Task goal —
Below are some entries. Count the lines where "StoreError" appears and state only that number.

━━━━━ Data extract

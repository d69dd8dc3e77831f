//! Configuration module for Sheetstream
//!
//! Handles loading and parsing of YAML configuration files with support for
//! environment variable expansion and validation.

use serde::{Deserialize, Serialize};
use std::path::Path;
use thiserror::Error;

/// Expand environment variables in a string.
///
/// Supports two syntaxes:
/// - `${VAR_NAME}` - Simple expansion, keeps placeholder if var not found
/// - `${VAR_NAME:-default}` - Expansion with default value
///
/// Variable names must start with a letter or underscore and contain only
/// uppercase letters, digits, and underscores.
fn expand_env_vars(s: &str) -> String {
    let re = regex_lite::Regex::new(r"\$\{([A-Z_][A-Z0-9_]*)(?::-([^}]+))?\}").unwrap();
    let mut last_match = 0;
    let mut result = String::with_capacity(s.len());

    for cap in re.captures_iter(s) {
        let full_match = cap.get(0).unwrap();
        let var_name = cap.get(1).unwrap().as_str();

        result.push_str(&s[last_match..full_match.start()]);

        let value = match std::env::var(var_name) {
            Ok(val) => val,
            Err(_) => {
                if let Some(default) = cap.get(2) {
                    default.as_str().to_string()
                } else {
                    // No env var and no default. Keep the original placeholder.
                    full_match.as_str().to_string()
                }
            }
        };
        result.push_str(&value);

        last_match = full_match.end();
    }

    result.push_str(&s[last_match..]);

    result
}

/// Validate that a URL starts with http:// or https://
fn is_valid_http_url(url: &str) -> bool {
    url.starts_with("http://") || url.starts_with("https://")
}

/// S3 imposes a 5 MiB minimum on every part except the last one.
const MIN_PART_SIZE: usize = 5 * 1024 * 1024;

/// Configuration errors
#[derive(Error, Debug)]
pub enum ConfigError {
    #[error("Failed to read config file: {0}")]
    IoError(#[from] std::io::Error),

    #[error("Failed to parse config: {0}")]
    ParseError(#[from] serde_yaml::Error),

    #[error("Invalid configuration: {0}")]
    ValidationError(String),
}

/// Main configuration structure
#[derive(Debug, Clone, Serialize, Deserialize)]
pub struct Config {
    pub store: StoreConfig,
    #[serde(default)]
    pub export: ExportConfig,
}

impl Config {
    /// Load configuration from a YAML file, expanding `${VAR}` placeholders
    /// before parsing.
    pub fn load<P: AsRef<Path>>(path: P) -> Result<Self, ConfigError> {
        let content = std::fs::read_to_string(path)?;
        let expanded = expand_env_vars(&content);
        let config: Config = serde_yaml::from_str(&expanded)?;
        config.validate()?;
        Ok(config)
    }

    /// Validate the configuration
    pub fn validate(&self) -> Result<(), ConfigError> {
        if self.store.bucket.is_empty() {
            return Err(ConfigError::ValidationError(
                "store.bucket must not be empty".into(),
            ));
        }

        if self.store.region.is_empty() {
            return Err(ConfigError::ValidationError(
                "store.region must not be empty".into(),
            ));
        }

        if let Some(ref endpoint) = self.store.endpoint {
            if !is_valid_http_url(endpoint) {
                return Err(ConfigError::ValidationError(
                    "store.endpoint must start with http:// or https://".into(),
                ));
            }
        }

        if self.export.key.is_empty() {
            return Err(ConfigError::ValidationError(
                "export.key must not be empty".into(),
            ));
        }

        if self.export.part_size < MIN_PART_SIZE {
            return Err(ConfigError::ValidationError(format!(
                "export.part_size {} is below the 5 MiB S3 part minimum",
                self.export.part_size
            )));
        }

        if self.export.batch_rows == 0 {
            return Err(ConfigError::ValidationError(
                "export.batch_rows must be greater than zero".into(),
            ));
        }

        Ok(())
    }
}

/// Object store backend configuration.
///
/// When `endpoint` is set the client switches to path-style addressing, which
/// is what LocalStack and MinIO expect. When `access_key`/`secret_key` are
/// omitted the default AWS credential provider chain is used.
#[derive(Debug, Clone, Serialize, Deserialize)]
pub struct StoreConfig {
    pub bucket: String,
    pub region: String,
    #[serde(default)]
    pub endpoint: Option<String>,
    #[serde(default)]
    pub access_key: Option<String>,
    #[serde(default)]
    pub secret_key: Option<String>,
}

/// Output format for the exported table
#[derive(Debug, Clone, Copy, Default, PartialEq, Eq, Serialize, Deserialize)]
#[serde(rename_all = "lowercase")]
pub enum ExportFormat {
    #[default]
    Csv,
    Excel,
}

/// Export configuration
#[derive(Debug, Clone, Serialize, Deserialize)]
pub struct ExportConfig {
    /// Object key the export is written to
    #[serde(default = "default_key")]
    pub key: String,

    /// Output format: "csv" or "excel". Default: csv
    #[serde(default)]
    pub format: ExportFormat,

    /// Target size of each uploaded part in bytes. Default: 10 MiB
    #[serde(default = "default_part_size")]
    pub part_size: usize,

    /// Rows pulled from the source per serialization batch. Default: 2000
    #[serde(default = "default_batch_rows")]
    pub batch_rows: usize,

    /// Total number of synthetic rows to generate. Default: 200000
    #[serde(default = "default_row_limit")]
    pub row_limit: u64,

    /// Lifetime of the presigned download URL in seconds. Default: 18000 (5h)
    #[serde(default = "default_presign_expiry_secs")]
    pub presign_expiry_secs: u64,
}

impl Default for ExportConfig {
    fn default() -> Self {
        Self {
            key: default_key(),
            format: ExportFormat::default(),
            part_size: default_part_size(),
            batch_rows: default_batch_rows(),
            row_limit: default_row_limit(),
            presign_expiry_secs: default_presign_expiry_secs(),
        }
    }
}

fn default_key() -> String {
    "export-multipart.csv".to_string()
}

fn default_part_size() -> usize {
    10485760 // 10 MiB
}

fn default_batch_rows() -> usize {
    2000
}

fn default_row_limit() -> u64 {
    200000
}

fn default_presign_expiry_secs() -> u64 {
    18000
}
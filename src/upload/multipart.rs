//! Multipart export coordinator
//!
//! Pulls row batches, encodes them, buffers the bytes into parts and drives
//! one multipart upload session from initiate to complete. Any failure after
//! a successful initiate triggers a best-effort abort so the store is never
//! left with a dangling session.

use super::{PartBuffer, UploadError, MAX_PARTS};
use crate::codec::BatchEncoder;
use crate::rows::RowSource;
use crate::store::{MultipartStore, PartReceipt, StoreError};
use tokio_util::sync::CancellationToken;

/// Session lifecycle: InProgress until exactly one of complete/abort lands.
#[derive(Debug, Clone, Copy, PartialEq, Eq)]
enum SessionState {
    InProgress,
    Completed,
    Aborted,
}

/// One in-progress multipart upload session
#[derive(Debug)]
struct UploadSession {
    upload_id: String,
    parts: Vec<PartReceipt>,
    next_part_number: i32,
    state: SessionState,
}

impl UploadSession {
    fn new(upload_id: String) -> Self {
        Self {
            upload_id,
            parts: Vec::new(),
            next_part_number: 1,
            state: SessionState::InProgress,
        }
    }

    fn record(&mut self, receipt: PartReceipt) {
        debug_assert_eq!(receipt.part_number, self.next_part_number);
        self.parts.push(receipt);
        self.next_part_number += 1;
    }
}

/// Outcome of a finished export
#[derive(Debug, Clone)]
pub struct UploadSummary {
    pub key: String,
    pub etag: String,
    pub parts: usize,
    pub bytes: u64,
}

/// Coordinates the row -> encode -> buffer -> upload-part pipeline for one
/// object at a time.
///
/// A single export is strictly sequential; run independent exporters for
/// concurrent uploads. All per-upload state (cursor, header flag, buffer,
/// session) lives inside one `export` call, so nothing is shared between
/// uploads.
pub struct MultipartExporter<S> {
    store: S,
    bucket: String,
    part_size: usize,
}

impl<S: MultipartStore> MultipartExporter<S> {
    /// Create an exporter targeting `bucket` with the given part size
    pub fn new(store: S, bucket: impl Into<String>, part_size: usize) -> Self {
        Self {
            store,
            bucket: bucket.into(),
            part_size,
        }
    }

    /// Stream the whole row source to `key` as one multipart upload.
    ///
    /// The header is written exactly once, ahead of the first batch. Parts
    /// are numbered from 1 with no gaps. The cancellation token is checked
    /// between batches and before each network call; a cancelled export is
    /// aborted like any other failure.
    #[tracing::instrument(
        name = "export.multipart",
        skip(self, encoder, source, cancel),
        fields(s3.bucket = %self.bucket, s3.key = %key),
        err
    )]
    pub async fn export(
        &self,
        key: &str,
        encoder: &dyn BatchEncoder,
        source: &mut dyn RowSource,
        batch_rows: usize,
        cancel: &CancellationToken,
    ) -> Result<UploadSummary, UploadError> {
        let upload_id = self.store.initiate_multipart(&self.bucket, key).await?;
        tracing::info!(upload_id = %upload_id, "initiated multipart upload");

        let mut session = UploadSession::new(upload_id);
        match self
            .run(key, &mut session, encoder, source, batch_rows, cancel)
            .await
        {
            Ok(summary) => Ok(summary),
            Err(err) => {
                match self
                    .store
                    .abort_multipart(&self.bucket, key, &session.upload_id)
                    .await
                {
                    Ok(()) => {
                        session.state = SessionState::Aborted;
                        tracing::warn!(
                            upload_id = %session.upload_id,
                            state = ?session.state,
                            error = %err,
                            "multipart upload aborted"
                        );
                        Err(err)
                    }
                    Err(abort_error) => Err(UploadError::AbortFailed {
                        source: Box::new(err),
                        abort_error,
                    }),
                }
            }
        }
    }

    async fn run(
        &self,
        key: &str,
        session: &mut UploadSession,
        encoder: &dyn BatchEncoder,
        source: &mut dyn RowSource,
        batch_rows: usize,
        cancel: &CancellationToken,
    ) -> Result<UploadSummary, UploadError> {
        let batch_rows = batch_rows.max(1);
        let mut buffer = PartBuffer::new(self.part_size);
        let mut write_header = true;
        let mut total_bytes: u64 = 0;

        loop {
            if cancel.is_cancelled() {
                return Err(UploadError::Cancelled);
            }

            let (batch, exhausted) = source.next_batch(batch_rows);

            // An empty source still yields a header-only object.
            if !batch.is_empty() || write_header {
                let encoded = encoder.encode(&batch, write_header)?;
                write_header = false;
                buffer.append(&encoded);
            }

            if buffer.is_full() || (exhausted && !buffer.is_empty()) {
                let flushed = self.flush_part(key, session, &mut buffer, cancel).await?;
                total_bytes += flushed as u64;
            }

            if exhausted {
                break;
            }
        }

        if cancel.is_cancelled() {
            return Err(UploadError::Cancelled);
        }

        debug_assert_eq!(session.state, SessionState::InProgress);
        let etag = self
            .store
            .complete_multipart(&self.bucket, key, &session.upload_id, session.parts.clone())
            .await?;
        session.state = SessionState::Completed;

        tracing::info!(
            upload_id = %session.upload_id,
            parts = session.parts.len(),
            "multipart upload completed"
        );

        Ok(UploadSummary {
            key: key.to_string(),
            etag,
            parts: session.parts.len(),
            bytes: total_bytes,
        })
    }

    async fn flush_part(
        &self,
        key: &str,
        session: &mut UploadSession,
        buffer: &mut PartBuffer,
        cancel: &CancellationToken,
    ) -> Result<usize, UploadError> {
        if cancel.is_cancelled() {
            return Err(UploadError::Cancelled);
        }

        if session.next_part_number > MAX_PARTS {
            return Err(StoreError::Protocol(format!(
                "part count would exceed the {} part limit",
                MAX_PARTS
            ))
            .into());
        }

        let body = buffer.take();
        let size = body.len();
        let receipt = self
            .store
            .upload_part(
                &self.bucket,
                key,
                &session.upload_id,
                session.next_part_number,
                body,
            )
            .await?;

        tracing::info!(
            part_number = receipt.part_number,
            etag = %receipt.etag,
            bytes = size,
            "uploaded part"
        );
        session.record(receipt);
        Ok(size)
    }
}
//! Part buffer
//!
//! Accumulates encoded batches until enough bytes exist for one upload part.

use bytes::{Bytes, BytesMut};

/// Byte accumulator for one upload part.
///
/// The buffer reports itself full once it holds at least `target` bytes, but
/// a single `append` is always written whole: a serialized batch is never
/// split across two parts, so a part may run somewhat past the target. The
/// backing storage grows to absorb that overflow instead of relying on a
/// fixed-size allocation.
#[derive(Debug)]
pub struct PartBuffer {
    buf: BytesMut,
    target: usize,
}

impl PartBuffer {
    /// Create a buffer with the given target part size in bytes
    pub fn new(target: usize) -> Self {
        Self {
            buf: BytesMut::with_capacity(target),
            target,
        }
    }

    /// Target part size in bytes
    pub fn target(&self) -> usize {
        self.target
    }

    /// Append an encoded batch in full. Returns `true` when the buffer now
    /// holds at least one part's worth of bytes.
    pub fn append(&mut self, bytes: &[u8]) -> bool {
        self.buf.extend_from_slice(bytes);
        self.is_full()
    }

    /// Whether the buffer holds at least `target` bytes
    pub fn is_full(&self) -> bool {
        self.buf.len() >= self.target
    }

    /// Bytes currently buffered
    pub fn len(&self) -> usize {
        self.buf.len()
    }

    /// Whether the buffer holds no bytes
    pub fn is_empty(&self) -> bool {
        self.buf.is_empty()
    }

    /// Take the accumulated part and reset the buffer for reuse
    pub fn take(&mut self) -> Bytes {
        let part = self.buf.split().freeze();
        self.buf.reserve(self.target);
        part
    }
}

#[cfg(test)]
mod tests {
    use super::*;

    #[test]
    fn test_not_full_below_target() {
        let mut buffer = PartBuffer::new(16);
        assert!(!buffer.append(&[0u8; 8]));
        assert!(!buffer.is_full());
        assert_eq!(buffer.len(), 8);
    }

    #[test]
    fn test_full_at_target() {
        let mut buffer = PartBuffer::new(16);
        buffer.append(&[0u8; 8]);
        assert!(buffer.append(&[0u8; 8]));
        assert!(buffer.is_full());
    }

    #[test]
    fn test_single_append_may_overflow_target() {
        let mut buffer = PartBuffer::new(16);
        assert!(buffer.append(&[0u8; 40]));
        assert_eq!(buffer.len(), 40);
        assert_eq!(buffer.take().len(), 40);
    }

    #[test]
    fn test_take_resets_for_reuse() {
        let mut buffer = PartBuffer::new(8);
        buffer.append(b"0123456789");
        let part = buffer.take();
        assert_eq!(&part[..], b"0123456789");
        assert!(buffer.is_empty());
        assert!(!buffer.is_full());

        buffer.append(b"abcdefgh");
        assert!(buffer.is_full());
        assert_eq!(&buffer.take()[..], b"abcdefgh");
    }

    #[test]
    fn test_take_empty_yields_empty_part() {
        let mut buffer = PartBuffer::new(8);
        assert!(buffer.take().is_empty());
    }
}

━━━━━━━━━━

Result of this task —
2